(REQUIRED ACTION) Each record is to be transcribed exactly.

[Saved data entries]
- - - -

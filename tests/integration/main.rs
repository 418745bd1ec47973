//! Integration tests for Selector-Scout
//!
//! `crawl_tests` drives the orchestrator through a scripted in-memory driver;
//! `http_tests` runs the real HTTP driver against wiremock servers.

mod common;
mod crawl_tests;
mod http_tests;
//! Crawl orchestration
//!
//! Runs a [`CrawlJob`] end to end:
//! 1. Authenticate once if the job carries a login flow
//! 2. Visit every URL in order, each visit under the retry policy
//! 3. Score candidates, drop zero-match selectors, deduplicate
//! 4. Store each URL's elements when a store is attached
//! 5. Return a [`CrawlReport`]
//!
//! An authenticated crawl reuses one session for every URL. If the login
//! flow fails, the job falls back to an unauthenticated crawl with a fresh
//! session per URL. Every session is released on every exit path.

use crate::auth::{AuthFlow, AuthFlowExecutor};
use crate::config::CrawlConfig;
use crate::crawler::job::{check_url, CrawlJob, CrawlReport};
use crate::crawler::progress::{ProgressEvent, ProgressPhase, ProgressSink, TracingSink};
use crate::crawler::retry::{AttemptOutput, RetryPolicy};
use crate::driver::{with_timeout, BrowserSession, Driver, SessionGuard, SessionOptions};
use crate::quality::{Deduplicator, PageContext, ScoredElement, SelectorQualityScorer};
use crate::state::DiscoveryState;
use crate::storage::ElementStore;
use crate::{ErrorDetail, ErrorKind, Result, ScoutError};
use chrono::Utc;
use futures::FutureExt;
use std::sync::Arc;
use std::time::Duration;

/// Elements produced by one page visit
#[derive(Debug)]
struct PageVisit {
    elements: Vec<ScoredElement>,
    rejected: usize,
}

impl AttemptOutput for PageVisit {
    fn element_count(&self) -> Option<usize> {
        Some(self.elements.len())
    }
}

/// Everything a page visit needs, owned so each attempt can move it
#[derive(Debug, Clone)]
struct VisitContext {
    scorer: SelectorQualityScorer,
    navigation_timeout: Duration,
    step_timeout: Duration,
    discovery: DiscoveryState,
}

/// Mutable state accumulated while a job runs
struct JobRun<'j> {
    job: &'j CrawlJob,
    report: CrawlReport,
    dedupe: Deduplicator,
}

/// Loads one page and scores its candidates
async fn visit_page(
    session: &mut dyn BrowserSession,
    url: String,
    ctx: VisitContext,
) -> Result<PageVisit> {
    with_timeout(
        &format!("load {}", url),
        ctx.navigation_timeout,
        session.navigate(&url, ctx.navigation_timeout),
    )
    .await?;

    let candidates = with_timeout(
        "extract candidates",
        ctx.step_timeout,
        session.extract_candidates(),
    )
    .await?;

    let mut elements = Vec::with_capacity(candidates.len());
    let mut rejected = 0;

    for candidate in candidates {
        let matches = match with_timeout(
            &format!("evaluate {}", candidate.selector),
            ctx.step_timeout,
            session.evaluate_selector(&candidate.selector),
        )
        .await
        {
            Ok(n) => n,
            Err(e) if e.kind() == ErrorKind::Validation => {
                tracing::debug!("Rejected malformed selector {}: {}", candidate.selector, e);
                rejected += 1;
                continue;
            }
            Err(e) => return Err(e),
        };

        let page = PageContext {
            match_count_on_page: matches,
        };
        match ctx.scorer.score(&candidate, &page) {
            Ok(metrics) => {
                let state = candidate.discovery_hint.unwrap_or(ctx.discovery);
                elements.push(ScoredElement::new(candidate, metrics, state, url.clone()));
            }
            Err(e) => {
                tracing::debug!("Rejected {}: {}", candidate.selector, e);
                rejected += 1;
            }
        }
    }

    tracing::debug!(
        "{}: {} scored, {} rejected",
        url,
        elements.len(),
        rejected
    );
    Ok(PageVisit { elements, rejected })
}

- - - -

(EXERCISE SOLUTION)
filename tests/integration/main.rs
repository 418745bd1ec47973
//! Integration tests for Selector-Scout
//!
//! `crawl_tests` drives the orchestrator through a scripted in-memory driver;
//! `http_tests` runs the real HTTP driver against wiremock servers.

mod common;
mod crawl_tests;
mod http_tests;
//! Crawl orchestration
//!
//! Runs a [`CrawlJob`] end to end:
//! 1. Authenticate once if the job carries a login flow
//! 2. Visit every URL in order, each visit under the retry policy
//! 3. Score candidates, drop zero-match selectors, deduplicate
//! 4. Store each URL's elements when a store is attached
//! 5. Return a [`CrawlReport`]
//!
//! An authenticated crawl reuses one session for every URL. If the login
//! flow fails, the job falls back to an unauthenticated crawl with a fresh
//! session per URL. Every session is released on every exit path.

use crate::auth::{AuthFlow, AuthFlowExecutor};
use crate::config::CrawlConfig;
use crate::crawler::job::{check_url, CrawlJob, CrawlReport};
use crate::crawler::progress::{ProgressEvent, ProgressPhase, ProgressSink, TracingSink};
use crate::crawler::retry::{AttemptOutput, RetryPolicy};
use crate::driver::{with_timeout, BrowserSession, Driver, SessionGuard, SessionOptions};
use crate::quality::{Deduplicator, PageContext, ScoredElement, SelectorQualityScorer};
use crate::state::DiscoveryState;
use crate::storage::ElementStore;
use crate::{ErrorDetail, ErrorKind, Result, ScoutError};
use chrono::Utc;
use futures::FutureExt;
use std::sync::Arc;
use std::time::Duration;

/// Elements produced by one page visit
#[derive(Debug)]
struct PageVisit {
    elements: Vec<ScoredElement>,
    rejected: usize,
}

impl AttemptOutput for PageVisit {
    fn element_count(&self) -> Option<usize> {
        Some(self.elements.len())
    }
}

/// Everything a page visit needs, owned so each attempt can move it
#[derive(Debug, Clone)]
struct VisitContext {
    scorer: SelectorQualityScorer,
    navigation_timeout: Duration,
    step_timeout: Duration,
    discovery: DiscoveryState,
}

/// Mutable state accumulated while a job runs
struct JobRun<'j> {
    job: &'j CrawlJob,
    report: CrawlReport,
    dedupe: Deduplicator,
}

/// Loads one page and scores its candidates
async fn visit_page(
    session: &mut dyn BrowserSession,
    url: String,
    ctx: VisitContext,
) -> Result<PageVisit> {
    with_timeout(
        &format!("load {}", url),
        ctx.navigation_timeout,
        session.navigate(&url, ctx.navigation_timeout),
    )
    .await?;

    let candidates = with_timeout(
        "extract candidates",
        ctx.step_timeout,
        session.extract_candidates(),
    )
    .await?;

    let mut elements = Vec::with_capacity(candidates.len());
    let mut rejected = 0;

    for candidate in candidates {
        let matches = match with_timeout(
            &format!("evaluate {}", candidate.selector),
            ctx.step_timeout,
            session.evaluate_selector(&candidate.selector),
        )
        .await
        {
            Ok(n) => n,
            Err(e) if e.kind() == ErrorKind::Validation => {
                tracing::debug!("Rejected malformed selector {}: {}", candidate.selector, e);
                rejected += 1;
                continue;
            }
            Err(e) => return Err(e),
        };

        let page = PageContext {
            match_count_on_page: matches,
        };
        match ctx.scorer.score(&candidate, &page) {
            Ok(metrics) => {
                let state = candidate.discovery_hint.unwrap_or(ctx.discovery);
                elements.push(ScoredElement::new(candidate, metrics, state, url.clone()));
            }
            Err(e) => {
                tracing::debug!("Rejected {}: {}", candidate.selector, e);
                rejected += 1;
            }
        }
    }

    tracing::debug!(
        "{}: {} scored, {} rejected",
        url,
        elements.len(),
        rejected
    );
    Ok(PageVisit { elements, rejected })
}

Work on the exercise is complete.